Monday, March 7, 2011

Transmile’s plan to ‘ring-fence’ its debts

Transmile Group Bhd, which was caught for overstating its earnings four years back, is still striving hard to meet its debt obligations, hinging its hope on the emergence of new investors to inject fresh capital.

Last Friday, the ailing air cargo carrier announced its proposed debt-restructuring schemes to first restructure the company’s debts, and later to seek new investors to pump in fresh funds to settle the long overdue repayments.

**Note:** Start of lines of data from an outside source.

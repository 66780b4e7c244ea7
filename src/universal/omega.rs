// Elias-omega code.
//
// Groups are built from n downwards: write binary(n), then binary(len - 1)
// in front of it, and so on until the value reaches 1. A single `0` bit
// closes the code. Every group starts with a 1, so the decoder can tell a
// group from the stop bit.

use super::{UniversalCode, bit_length, check_positive};
use crate::bits::{BitReader, BitWriter};
use crate::error::{Error, Result};

/// Upper bound on groups for a u64: 64 bits -> 63 -> 5 -> 2 is four.
const MAX_GROUPS: usize = 4;

#[derive(Debug, Clone, Copy, Default)]
pub struct EliasOmega;

impl UniversalCode for EliasOmega {
    fn encode(&self, n: u64, out: &mut BitWriter) -> Result<()> {
        check_positive(n)?;
        let mut groups = [(0u64, 0u32); MAX_GROUPS];
        let mut count = 0;
        let mut current = n;
        while current > 1 {
            let len = bit_length(current);
            groups[count] = (current, len);
            count += 1;
            current = u64::from(len - 1);
        }
        for &(value, len) in groups[..count].iter().rev() {
            out.push_bits(value, len);
        }
        out.push_bit(false);
        Ok(())
    }

    fn decode(&self, input: &mut BitReader<'_>) -> Result<u64> {
        let mut acc = 1u64;
        // The 1 just read is the top bit of the next group of acc + 1 bits.
        while input.read_bit()? {
            if acc >= u64::from(u64::BITS) {
                return Err(Error::Overflow);
            }
            let low_bits = acc as u32;
            let low = input.read_bits(low_bits)?;
            acc = (1u64 << low_bits) | low;
        }
        Ok(acc)
    }
}

#[cfg(test)]
mod tests {
    use super::*;

    fn encode_str(n: u64) -> String {
        let mut w = BitWriter::new();
        EliasOmega.encode(n, &mut w).unwrap();
        w.to_bit_string()
    }

    fn decode_bits(bits: &str) -> Result<u64> {
        let mut w = BitWriter::new();
        for c in bits.chars() {
            w.push_bit(c == '1');
        }
        let bytes = w.finish();
        EliasOmega.decode(&mut BitReader::new(&bytes))
    }

    #[test]
    fn known_codewords() {
        assert_eq!(encode_str(1), "0");
        assert_eq!(encode_str(2), "100");
        assert_eq!(encode_str(3), "110");
        assert_eq!(encode_str(4), "101000");
        assert_eq!(encode_str(7), "101110");
        assert_eq!(encode_str(8), "1110000");
        assert_eq!(encode_str(16), "10100100000");
        assert_eq!(encode_str(100), "1011011001000");
    }

    #[test]
    fn decode_known() {
        assert_eq!(decode_bits("0").unwrap(), 1);
        assert_eq!(decode_bits("101000").unwrap(), 4);
        assert_eq!(decode_bits("1011011001000").unwrap(), 100);
    }

    #[test]
    fn u64_max_uses_four_groups() {
        // 10 + 101 + 111111 + 64 ones + stop bit
        let code = encode_str(u64::MAX);
        assert_eq!(code.len(), 2 + 3 + 6 + 64 + 1);
        assert!(code.starts_with("10101111111"));
        assert!(code.ends_with('0'));
    }

    #[test]
    fn oversized_group_overflows() {
        // 2, then 7, then 255: a further group would need 256 bits.
        let bits = ["10", "111", "11111111", "1"].concat();
        assert_eq!(decode_bits(&bits), Err(Error::Overflow));
    }

    #[test]
    fn truncated_group() {
        // Groups 3 and 15 fit in the byte; the 16-bit group does not.
        let data = [0xFFu8];
        let mut r = BitReader::new(&data);
        assert!(matches!(
            EliasOmega.decode(&mut r),
            Err(Error::TruncatedStream { .. })
        ));
    }
}
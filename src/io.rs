// File-level helpers around the in-memory pipeline.
//
// `compress_file()` and `decompress_file()` read the whole input, run the
// pipeline and write the result through a `BufWriter`. With the `file-io`
// feature a SHA-256 of the raw data is returned as well, so a round trip
// can be confirmed by comparing digests.

use std::fs::File;
use std::io::{self, BufReader, BufWriter, Read, Write};
use std::path::Path;

#[cfg(feature = "file-io")]
use sha2::Digest;

use crate::error::Error;
use crate::pipeline;
use crate::universal::Scheme;

// ---------------------------------------------------------------------------
// Stats
// ---------------------------------------------------------------------------

/// Statistics returned by `compress_file()`.
#[derive(Debug, Clone)]
pub struct CompressStats {
    /// Raw input size in bytes.
    pub input_size: u64,
    /// Compressed output size in bytes.
    pub output_size: u64,
    pub scheme: Scheme,
    /// SHA-256 of the raw input (if `file-io` feature is enabled).
    pub input_sha256: Option<[u8; 32]>,
}

/// Statistics returned by `decompress_file()`.
#[derive(Debug, Clone)]
pub struct DecompressStats {
    /// Compressed input size in bytes.
    pub input_size: u64,
    /// Reconstructed output size in bytes.
    pub output_size: u64,
    pub scheme: Scheme,
    /// SHA-256 of the reconstructed output (if `file-io` feature is enabled).
    pub output_sha256: Option<[u8; 32]>,
}

// ---------------------------------------------------------------------------
// Errors
// ---------------------------------------------------------------------------

/// Error type for file operations.
#[derive(Debug, thiserror::Error)]
pub enum IoError {
    /// I/O error (file open, read, write).
    #[error("I/O error: {0}")]
    Io(#[from] io::Error),
    /// Compression or decompression error.
    #[error("codec error: {0}")]
    Codec(#[from] Error),
}

const BUF_SIZE: usize = 64 * 1024; // 64 KiB

// ---------------------------------------------------------------------------
// compress_file / decompress_file
// ---------------------------------------------------------------------------

/// Compress `input_path` into `output_path`.
///
/// Returns `Ok(None)` for an empty input; the output file is not created.
pub fn compress_file(
    input_path: &Path,
    output_path: &Path,
    scheme: Scheme,
) -> Result<Option<CompressStats>, IoError> {
    let raw = std::fs::read(input_path)?;
    let Some(packed) = pipeline::compress(&raw, scheme)? else {
        return Ok(None);
    };
    write_all(output_path, &packed)?;

    Ok(Some(CompressStats {
        input_size: raw.len() as u64,
        output_size: packed.len() as u64,
        scheme,
        input_sha256: sha256(&raw),
    }))
}

/// Decompress `input_path` into `output_path` using `scheme`.
///
/// Nothing is written if decoding fails.
pub fn decompress_file(
    input_path: &Path,
    output_path: &Path,
    scheme: Scheme,
) -> Result<DecompressStats, IoError> {
    let packed = std::fs::read(input_path)?;
    let raw = pipeline::decompress(&packed, scheme)?;
    write_all(output_path, &raw)?;

    Ok(DecompressStats {
        input_size: packed.len() as u64,
        output_size: raw.len() as u64,
        scheme,
        output_sha256: sha256(&raw),
    })
}

/// Whether two files hold identical bytes.
pub fn files_identical(a: &Path, b: &Path) -> io::Result<bool> {
    let fa = File::open(a)?;
    let fb = File::open(b)?;
    if fa.metadata()?.len() != fb.metadata()?.len() {
        return Ok(false);
    }

    let mut ra = BufReader::with_capacity(BUF_SIZE, fa);
    let mut rb = BufReader::with_capacity(BUF_SIZE, fb);
    let mut buf_a = vec![0u8; BUF_SIZE];
    let mut buf_b = vec![0u8; BUF_SIZE];
    loop {
        let n = read_full(&mut ra, &mut buf_a)?;
        let m = read_full(&mut rb, &mut buf_b)?;
        if n != m || buf_a[..n] != buf_b[..m] {
            return Ok(false);
        }
        if n == 0 {
            return Ok(true);
        }
    }
}

/// Fill `buf` as far as the reader allows; returns bytes read.
fn read_full<R: Read>(r: &mut R, buf: &mut [u8]) -> io::Result<usize> {
    let mut filled = 0;
    while filled < buf.len() {
        match r.read(&mut buf[filled..]) {
            Ok(0) => break,
            Ok(n) => filled += n,
            Err(e) if e.kind() == io::ErrorKind::Interrupted => {}
            Err(e) => return Err(e),
        }
    }
    Ok(filled)
}

fn write_all(path: &Path, data: &[u8]) -> io::Result<()> {
    let mut w = BufWriter::with_capacity(BUF_SIZE, File::create(path)?);
    w.write_all(data)?;
    w.flush()
}

#[cfg(feature = "file-io")]
fn sha256(data: &[u8]) -> Option<[u8; 32]> {
    Some(sha2::Sha256::digest(data).into())
}

#[cfg(not(feature = "file-io"))]
fn sha256(_data: &[u8]) -> Option<[u8; 32]> {
    None
}

// ---------------------------------------------------------------------------
// Tests
// ---------------------------------------------------------------------------

#[cfg(test)]
mod tests {
    use super::*;

    fn write_temp_file(dir: &Path, name: &str, data: &[u8]) -> std::path::PathBuf {
        let path = dir.join(name);
        std::fs::write(&path, data).unwrap();
        path
    }

    #[test]
    fn compress_decompress_file_roundtrip() {
        let dir = tempfile::tempdir().unwrap();
        let data = b"The quick brown fox jumps over the lazy dog. The quick brown fox!";
        let input = write_temp_file(dir.path(), "input.bin", data);
        let packed = dir.path().join("packed.lzw");
        let output = dir.path().join("output.bin");

        for scheme in Scheme::ALL {
            let enc = compress_file(&input, &packed, scheme).unwrap().unwrap();
            assert_eq!(enc.input_size, data.len() as u64);
            assert!(enc.output_size > 0);

            let dec = decompress_file(&packed, &output, scheme).unwrap();
            assert_eq!(dec.output_size, data.len() as u64);
            assert_eq!(std::fs::read(&output).unwrap(), data);
            assert!(files_identical(&input, &output).unwrap());
        }
    }

    #[test]
    fn empty_input_writes_nothing() {
        let dir = tempfile::tempdir().unwrap();
        let input = write_temp_file(dir.path(), "empty.bin", b"");
        let packed = dir.path().join("empty.lzw");
        assert!(compress_file(&input, &packed, Scheme::Omega).unwrap().is_none());
        assert!(!packed.exists());
    }

    #[test]
    fn corrupt_input_leaves_no_output() {
        let dir = tempfile::tempdir().unwrap();
        // Gamma header "1" announces zero tokens; 31 non-padding bits follow.
        let input = write_temp_file(dir.path(), "bad.lzw", &[0xFF; 4]);
        let output = dir.path().join("bad.out");
        let err = decompress_file(&input, &output, Scheme::Gamma).unwrap_err();
        assert!(matches!(err, IoError::Codec(_)), "{err}");
        assert!(!output.exists());
    }

    #[test]
    fn files_identical_detects_difference() {
        let dir = tempfile::tempdir().unwrap();
        let a = write_temp_file(dir.path(), "a", b"same length");
        let b = write_temp_file(dir.path(), "b", b"same lengtH");
        let c = write_temp_file(dir.path(), "c", b"same length");
        let d = write_temp_file(dir.path(), "d", b"short");
        assert!(!files_identical(&a, &b).unwrap());
        assert!(files_identical(&a, &c).unwrap());
        assert!(!files_identical(&a, &d).unwrap());
    }

    #[cfg(feature = "file-io")]
    #[test]
    fn sha256_digests_match_after_roundtrip() {
        let dir = tempfile::tempdir().unwrap();
        let input = write_temp_file(dir.path(), "sha.bin", b"digest me, digest me, digest me");
        let packed = dir.path().join("sha.lzw");
        let output = dir.path().join("sha.out");

        let enc = compress_file(&input, &packed, Scheme::Fibonacci).unwrap().unwrap();
        let dec = decompress_file(&packed, &output, Scheme::Fibonacci).unwrap();
        assert!(enc.input_sha256.is_some());
        assert_eq!(enc.input_sha256, dec.output_sha256);
    }
}
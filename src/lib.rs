//! unilzw: LZW compression with universal-code token serialization.
//!
//! The crate provides:
//! - An LZW dictionary coder (`lzw`)
//! - Elias-gamma, Elias-delta, Elias-omega and Fibonacci codes (`universal`)
//! - MSB-first bit packing (`bits`) and length-prefixed token framing (`stream`)
//! - The `compress` / `decompress` pipeline (`pipeline`)
//! - Byte statistics (`stats`) and file helpers (`io`)
//! - An optional CLI (`cli` feature)
//!
//! # Quick Start
//!
//! ```
//! use unilzw::{Scheme, compress, decompress};
//!
//! let raw = b"TOBEORNOTTOBEORTOBEORNOT";
//! let packed = compress(raw, Scheme::Omega).unwrap().expect("non-empty input");
//! let restored = decompress(&packed, Scheme::Omega).unwrap();
//! assert_eq!(restored, raw);
//! ```
//!
//! The scheme is not stored in the compressed bytes; the decompressing side
//! must be told which one was used.

pub mod bits;
pub mod error;
pub mod io;
pub mod lzw;
pub mod pipeline;
pub mod stats;
pub mod stream;
pub mod universal;

#[cfg(feature = "cli")]
pub mod cli;

pub use error::{Error, Result};
pub use pipeline::{compress, compress_batch, compress_to_vec, decompress, decompress_batch};
pub use universal::{Scheme, UniversalCode};
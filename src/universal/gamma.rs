// Elias-gamma code.
//
// n with bit length L is written as L-1 zero bits followed by the L bits of
// n. The leading 1 of n terminates the unary length prefix.

use super::{UniversalCode, bit_length, check_positive};
use crate::bits::{BitReader, BitWriter};
use crate::error::{Error, Result};

#[derive(Debug, Clone, Copy, Default)]
pub struct EliasGamma;

impl UniversalCode for EliasGamma {
    fn encode(&self, n: u64, out: &mut BitWriter) -> Result<()> {
        check_positive(n)?;
        let len = bit_length(n);
        out.push_zeros(len - 1);
        out.push_bits(n, len);
        Ok(())
    }

    fn decode(&self, input: &mut BitReader<'_>) -> Result<u64> {
        let mut zeros = 0u32;
        while !input.read_bit()? {
            zeros += 1;
            if zeros >= u64::BITS {
                return Err(Error::Overflow);
            }
        }
        let low = input.read_bits(zeros)?;
        Ok((1u64 << zeros) | low)
    }
}
// Elias-delta code.
//
// n with bit length L is written as gamma(L) followed by the L-1 low bits
// of n. The top bit of n is always 1 and is left implicit.

use super::{UniversalCode, bit_length, check_positive};
use super::gamma::EliasGamma;
use crate::bits::{BitReader, BitWriter};
use crate::error::{Error, Result};

#[derive(Debug, Clone, Copy, Default)]
pub struct EliasDelta;

impl UniversalCode for EliasDelta {
    fn encode(&self, n: u64, out: &mut BitWriter) -> Result<()> {
        check_positive(n)?;
        let len = bit_length(n);
        EliasGamma.encode(u64::from(len), out)?;
        out.push_bits(n, len - 1);
        Ok(())
    }

    fn decode(&self, input: &mut BitReader<'_>) -> Result<u64> {
        let len = EliasGamma.decode(input)?;
        if len > u64::from(u64::BITS) {
            return Err(Error::Overflow);
        }
        let len = len as u32;
        let low = input.read_bits(len - 1)?;
        Ok((1u64 << (len - 1)) | low)
    }
}
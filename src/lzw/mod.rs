// LZW dictionary coder.
//
// Encoder and decoder both start from the 256 single-byte phrases and add
// one entry per step, so the decoder rebuilds the encoder's dictionary from
// the token stream alone. Nothing is ever evicted; the dictionary lives for
// one call.
//
// - `encoder` (LzwEncoder): bytes -> tokens, trie keyed by (prefix, byte)
// - `decoder` (LzwDecoder): tokens -> bytes, arena of prefix links

pub mod decoder;
pub mod encoder;

pub use decoder::{LzwDecoder, decode};
pub use encoder::{LzwEncoder, encode};

/// First code assigned to a multi-byte phrase. Codes below it are literals.
pub const FIRST_CODE: u64 = 256;
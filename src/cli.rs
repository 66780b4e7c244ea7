// Command-line front end for unilzw.
//
// Subcommands mirror the library surface: encode/decode a file with a
// chosen universal code, compare two files, print byte statistics.

use std::path::{Path, PathBuf};
use std::process;

use clap::{ArgAction, Args, Parser, Subcommand, ValueEnum, ValueHint};

use crate::io::{self as fileio, IoError};
use crate::stats::{self, CompressionReport};
use crate::universal::Scheme;

// ---------------------------------------------------------------------------
// Defaults
// ---------------------------------------------------------------------------

const DEFAULT_ENCODED_OUTPUT: &str = "encoded_output.lzw";
const DEFAULT_DECODED_OUTPUT: &str = "decoded_output.bin";

const EXIT_OK: i32 = 0;
const EXIT_ERROR: i32 = 1;
const EXIT_DIFFERENT: i32 = 2;

// ---------------------------------------------------------------------------
// Clap CLI definition
// ---------------------------------------------------------------------------

/// LZW compressor with universal-code token serialization.
#[derive(Parser, Debug)]
#[command(
    name = "unilzw",
    version,
    about = "LZW compression with Elias/Fibonacci universal codes",
    arg_required_else_help = true
)]
struct Cli {
    #[command(subcommand)]
    command: Cmd,

    /// Force overwrite existing output files.
    #[arg(short = 'f', long, global = true)]
    force: bool,

    /// Quiet mode (suppress non-error output).
    #[arg(short = 'q', long, global = true, conflicts_with = "verbose")]
    quiet: bool,

    /// Verbose mode (use multiple times for more detail).
    #[arg(short = 'v', long, global = true, action = ArgAction::Count)]
    verbose: u8,

    /// Output stats as JSON to stderr.
    #[arg(long = "json", global = true)]
    json_output: bool,
}

#[derive(Subcommand, Debug)]
enum Cmd {
    /// Compress a file.
    Encode(CodecArgs),
    /// Decompress a file produced by `encode` with the same method.
    Decode(CodecArgs),
    /// Check whether two files have identical content.
    Compare(CompareArgs),
    /// Print byte entropy and conditional entropy of a file.
    Stats(StatsArgs),
    /// Print build/configuration details.
    Config,
}

#[derive(Debug, Clone, Copy, PartialEq, Eq, ValueEnum)]
enum MethodArg {
    Omega,
    Gamma,
    Delta,
    Fibonacci,
}

impl From<MethodArg> for Scheme {
    fn from(m: MethodArg) -> Self {
        match m {
            MethodArg::Omega => Scheme::Omega,
            MethodArg::Gamma => Scheme::Gamma,
            MethodArg::Delta => Scheme::Delta,
            MethodArg::Fibonacci => Scheme::Fibonacci,
        }
    }
}

#[derive(Args, Debug)]
struct CodecArgs {
    /// Universal coding method. Must match between encode and decode.
    #[arg(long, short = 'm', value_enum, default_value_t = MethodArg::Omega)]
    method: MethodArg,

    /// Input file.
    #[arg(value_hint = ValueHint::FilePath)]
    input: PathBuf,

    /// Output file.
    #[arg(value_hint = ValueHint::FilePath)]
    output: Option<PathBuf>,
}

#[derive(Args, Debug)]
struct CompareArgs {
    /// First file.
    #[arg(value_hint = ValueHint::FilePath)]
    file1: PathBuf,

    /// Second file.
    #[arg(value_hint = ValueHint::FilePath)]
    file2: PathBuf,
}

#[derive(Args, Debug)]
struct StatsArgs {
    /// File to analyze.
    #[arg(value_hint = ValueHint::FilePath)]
    input: PathBuf,
}

// ---------------------------------------------------------------------------
// Resolved options
// ---------------------------------------------------------------------------

struct Options {
    force: bool,
    quiet: bool,
    verbose: u8,
    json_output: bool,
}

fn log_filter(opts: &Options) -> &'static str {
    if opts.quiet {
        return "error";
    }
    match opts.verbose {
        0 => "warn",
        1 => "info",
        _ => "debug",
    }
}

fn output_allowed(path: &Path, opts: &Options) -> bool {
    if path.exists() && !opts.force {
        eprintln!(
            "unilzw: output file exists, use -f to overwrite: {}",
            path.display()
        );
        return false;
    }
    true
}

fn print_json(json: &serde_json::Value) {
    match serde_json::to_string_pretty(json) {
        Ok(s) => eprintln!("{s}"),
        Err(e) => eprintln!("unilzw: json: {e}"),
    }
}

// ---------------------------------------------------------------------------
// Config command
// ---------------------------------------------------------------------------

fn cmd_config() -> i32 {
    let version = env!("CARGO_PKG_VERSION");
    eprintln!("unilzw version {version}");

    let file_io = cfg!(feature = "file-io") as u8;
    let parallel = cfg!(feature = "parallel") as u8;
    let methods: Vec<&str> = Scheme::ALL.iter().map(|s| s.name()).collect();

    eprintln!("FILE_IO={file_io}");
    eprintln!("PARALLEL={parallel}");
    eprintln!("METHODS={}", methods.join(","));
    eprintln!("DEFAULT_METHOD={}", Scheme::default());

    EXIT_OK
}

// ---------------------------------------------------------------------------
// Encode command
// ---------------------------------------------------------------------------

fn cmd_encode(args: &CodecArgs, opts: &Options) -> i32 {
    let scheme = Scheme::from(args.method);
    let output = args
        .output
        .clone()
        .unwrap_or_else(|| PathBuf::from(DEFAULT_ENCODED_OUTPUT));

    let raw = match std::fs::read(&args.input) {
        Ok(data) => data,
        Err(e) => {
            eprintln!("unilzw: input file: {}: {e}", args.input.display());
            return EXIT_ERROR;
        }
    };
    if raw.is_empty() {
        if !opts.quiet {
            eprintln!("unilzw: input file is empty, nothing to do");
        }
        return EXIT_OK;
    }
    if !output_allowed(&output, opts) {
        return EXIT_ERROR;
    }

    let stats = match fileio::compress_file(&args.input, &output, scheme) {
        Ok(Some(stats)) => stats,
        Ok(None) => return EXIT_OK,
        Err(e) => {
            eprintln!("unilzw: encode error: {e}");
            return EXIT_ERROR;
        }
    };

    let packed = match std::fs::read(&output) {
        Ok(data) => data,
        Err(e) => {
            eprintln!("unilzw: output file: {}: {e}", output.display());
            return EXIT_ERROR;
        }
    };
    let report = CompressionReport::new(&raw, &packed);
    log::info!(
        "encoded {} with {scheme}: {} -> {} bytes",
        args.input.display(),
        stats.input_size,
        stats.output_size
    );

    if !opts.quiet {
        eprintln!("input length:        {}", report.input_len);
        eprintln!("encoded length:      {}", report.output_len);
        eprintln!("compression ratio:   {:.4}", report.ratio);
        eprintln!("input entropy:       {:.4}", report.input_entropy);
        eprintln!("encoded entropy:     {:.4}", report.output_entropy);
    }

    if opts.json_output {
        let json = serde_json::json!({
            "command": "encode",
            "method": scheme.name(),
            "input_size": report.input_len,
            "output_size": report.output_len,
            "ratio": report.ratio,
            "input_entropy": report.input_entropy,
            "output_entropy": report.output_entropy,
            "input_sha256": stats.input_sha256.map(hex),
        });
        print_json(&json);
    }

    EXIT_OK
}

// ---------------------------------------------------------------------------
// Decode command
// ---------------------------------------------------------------------------

fn cmd_decode(args: &CodecArgs, opts: &Options) -> i32 {
    let scheme = Scheme::from(args.method);
    let output = args
        .output
        .clone()
        .unwrap_or_else(|| PathBuf::from(DEFAULT_DECODED_OUTPUT));

    if !output_allowed(&output, opts) {
        return EXIT_ERROR;
    }

    match fileio::decompress_file(&args.input, &output, scheme) {
        Ok(stats) => {
            log::info!(
                "decoded {} with {scheme}: {} -> {} bytes",
                args.input.display(),
                stats.input_size,
                stats.output_size
            );
            if opts.verbose > 0 && !opts.quiet {
                eprintln!(
                    "unilzw: decoder: input size: {}, output size: {}",
                    stats.input_size, stats.output_size
                );
            }
            if opts.json_output {
                let json = serde_json::json!({
                    "command": "decode",
                    "method": scheme.name(),
                    "input_size": stats.input_size,
                    "output_size": stats.output_size,
                    "output_sha256": stats.output_sha256.map(hex),
                });
                print_json(&json);
            }
            EXIT_OK
        }
        Err(IoError::Codec(e)) => {
            eprintln!("unilzw: decode error ({scheme}): {e}");
            EXIT_ERROR
        }
        Err(e) => {
            eprintln!("unilzw: {e}");
            EXIT_ERROR
        }
    }
}

// ---------------------------------------------------------------------------
// Compare / stats commands
// ---------------------------------------------------------------------------

fn cmd_compare(args: &CompareArgs, opts: &Options) -> i32 {
    let identical = match fileio::files_identical(&args.file1, &args.file2) {
        Ok(same) => same,
        Err(e) => {
            eprintln!("unilzw: compare: {e}");
            return EXIT_ERROR;
        }
    };

    if !opts.quiet {
        if identical {
            println!("files have the same content");
        } else {
            println!("files differ");
        }
    }
    if opts.json_output {
        print_json(&serde_json::json!({
            "command": "compare",
            "identical": identical,
        }));
    }

    if identical { EXIT_OK } else { EXIT_DIFFERENT }
}

fn cmd_stats(args: &StatsArgs, opts: &Options) -> i32 {
    let data = match std::fs::read(&args.input) {
        Ok(data) => data,
        Err(e) => {
            eprintln!("unilzw: input file: {}: {e}", args.input.display());
            return EXIT_ERROR;
        }
    };
    let entropy = stats::entropy(&data);
    let conditional = stats::conditional_entropy(&data);

    if !opts.quiet {
        println!("size:                {}", data.len());
        println!("entropy:             {entropy:.4}");
        println!("conditional entropy: {conditional:.4}");
    }
    if opts.json_output {
        print_json(&serde_json::json!({
            "command": "stats",
            "size": data.len(),
            "entropy": entropy,
            "conditional_entropy": conditional,
        }));
    }
    EXIT_OK
}

fn hex(bytes: [u8; 32]) -> String {
    bytes.iter().map(|b| format!("{b:02x}")).collect()
}

#[cfg(any(test, feature = "fuzzing"))]
pub fn fuzz_try_parse_args(args: &[String]) {
    let argv: Vec<String> = std::iter::once("unilzw".to_string())
        .chain(args.iter().cloned())
        .collect();
    let _ = Cli::try_parse_from(argv);
}

// ---------------------------------------------------------------------------
// Entry point
// ---------------------------------------------------------------------------

/// Main CLI entry point. Parses arguments via clap, dispatches commands.
pub fn run() -> ! {
    let cli = Cli::parse();
    let opts = Options {
        force: cli.force,
        quiet: cli.quiet,
        verbose: cli.verbose.min(2),
        json_output: cli.json_output,
    };

    env_logger::Builder::from_env(env_logger::Env::default().default_filter_or(log_filter(&opts)))
        .format_timestamp(None)
        .format_target(false)
        .init();

    let exit_code = match &cli.command {
        Cmd::Encode(args) => cmd_encode(args, &opts),
        Cmd::Decode(args) => cmd_decode(args, &opts),
        Cmd::Compare(args) => cmd_compare(args, &opts),
        Cmd::Stats(args) => cmd_stats(args, &opts),
        Cmd::Config => cmd_config(),
    };

    process::exit(exit_code);
}

// ---------------------------------------------------------------------------
// Tests
// ---------------------------------------------------------------------------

However, in the announcement to Bursa Malaysia, Transmile stressed that while the proposed restructuring exercise was to address its debt obligations, it was not “a proposed regularisation plan to regularise the group’s financial condition for Transmile’s continued listing on the Main Market of Bursa”.

To recap, Transmile’s shares have been suspended from trading since last Thursday as it failed to submit a regularisation plan to the stock exchange.

The company said it had appealed to Bursa against the exchange’s decision to delist its shares and it was seeking more time to work out a regularisation plan.

Under the latest proposed debt restructuring scheme, all the debts in its core unit Transmile Air Services Sdn Bhd (TAS) are to be transferred to a special purpose vehicle (SPV), which would be wholly owned by Transmile.

In addition, the proceeds of RM210.4 million from the disposal of MD-11F aircraft in January would also be injected into the SPV.

The divestment consideration would be retained in the SPV until the final outcome of a legal case concerning the medium-term notes (MTN) holders have the priority in repayment against the other financial lenders.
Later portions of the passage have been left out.